Pro bono partner Spencer Flay said the legal system depends on access to justice for all.
“Corrs is humbled to be recognised for our contribution towards ensuring access to justice for some of the most marginalised in our community,” Mr Flay said.
“We are enormously grateful for the long and deep relationships we have built with the ALSWA, Law Access and the many community legal centres and individuals with whom we work across WA, and look forward to continuing that work in the years to come.”
Consumer Credit Legal Service managing solicitor Gemma Mitchell said her organisation opened 80 case files last financial year to assist people in their disputes with banks and other credit providers.
CCLSWA provided two case studies to illustrate the nature of its work.
CASE STUDY 1
CCLSWA helped a young professional woman who had a lot of credit card debt and was also signed up to a very expensive home loan. Her parents were duped into giving a guarantee. She had to take on a second job to try and keep on top of her repayments. The severe stress of this sent her into a debt spiral, on top of this she was in a violent relationship. She became very unwell. Unable to work she had to apply for Centrelink. She was facing repossession of her home and her parents were also likely to lose their family home. CCLSWA successfully negotiated for her to surrender her property without having to repay any shortfall debt after the property was sold and the bank also waived the debt against her parents meaning they could keep the family home.

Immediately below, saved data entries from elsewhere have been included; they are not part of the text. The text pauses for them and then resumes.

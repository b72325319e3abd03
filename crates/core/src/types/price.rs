//! Type-safe price representation using decimal arithmetic.
//!
//! Only buy listings carry a price. Donations are free by definition, so
//! donate products and donate carts never produce a [`Price`].

use std::iter::Sum;

use rust_decimal::{Decimal, RoundingStrategy};
use serde::{Deserialize, Serialize};

/// A non-negative listing price in the marketplace's single currency.
#[derive(Debug, Clone, Copy, PartialEq, Eq, PartialOrd, Ord, Hash, Serialize, Deserialize, Default)]
#[serde(transparent)]
pub struct Price(Decimal);

impl Price {
    /// A zero price.
    pub const ZERO: Self = Self(Decimal::ZERO);

    /// Create a new price. Negative amounts are clamped to zero.
    #[must_use]
    pub fn new(amount: Decimal) -> Self {
        Self(amount.max(Decimal::ZERO))
    }

    /// Create a price from an amount in cents.
    #[must_use]
    pub fn from_cents(cents: i64) -> Self {
        Self::new(Decimal::new(cents, 2))
    }

    /// The underlying decimal amount.
    #[must_use]
    pub const fn amount(&self) -> Decimal {
        self.0
    }

    /// Price of `quantity` units.
    #[must_use]
    pub fn times(self, quantity: u32) -> Self {
        Self(self.0 * Decimal::from(quantity))
    }
}

impl std::fmt::Display for Price {
    fn fmt(&self, f: &mut std::fmt::Formatter<'_>) -> std::fmt::Result {
        write!(
            f,
            "{:.2}",
            self.0
                .round_dp_with_strategy(2, RoundingStrategy::MidpointAwayFromZero)
        )
    }
}

impl Sum for Price {
    fn sum<I: Iterator<Item = Self>>(iter: I) -> Self {
        Self(iter.map(|p| p.0).sum())
    }
}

In total, CCLSWA achieved waivers of almost $185,000 debt, for the home loan and multiple credit cards, giving her financial freedom to start again.
CASE STUDY 2
CCLSWA also assisted an 80-year-old widow, who would have become bankrupt and homeless without our help. She was given a home loan when aged 70 that she could never have afforded. She lived in an apartment and owed almost $100,000 in strata fees. The strata company had commenced bankruptcy proceedings against her. CCLSWA assisted her to claim a refund of $115,000 in interest, fees and charges from her lender. We also negotiated for the lender to pay her strata fees to avoid her becoming bankrupt. She still cannot afford to live in the property and so will have to sell. However, our help has meant she has time to sell and more control over the sales process. She may be able to use the equity to find somewhere else to live.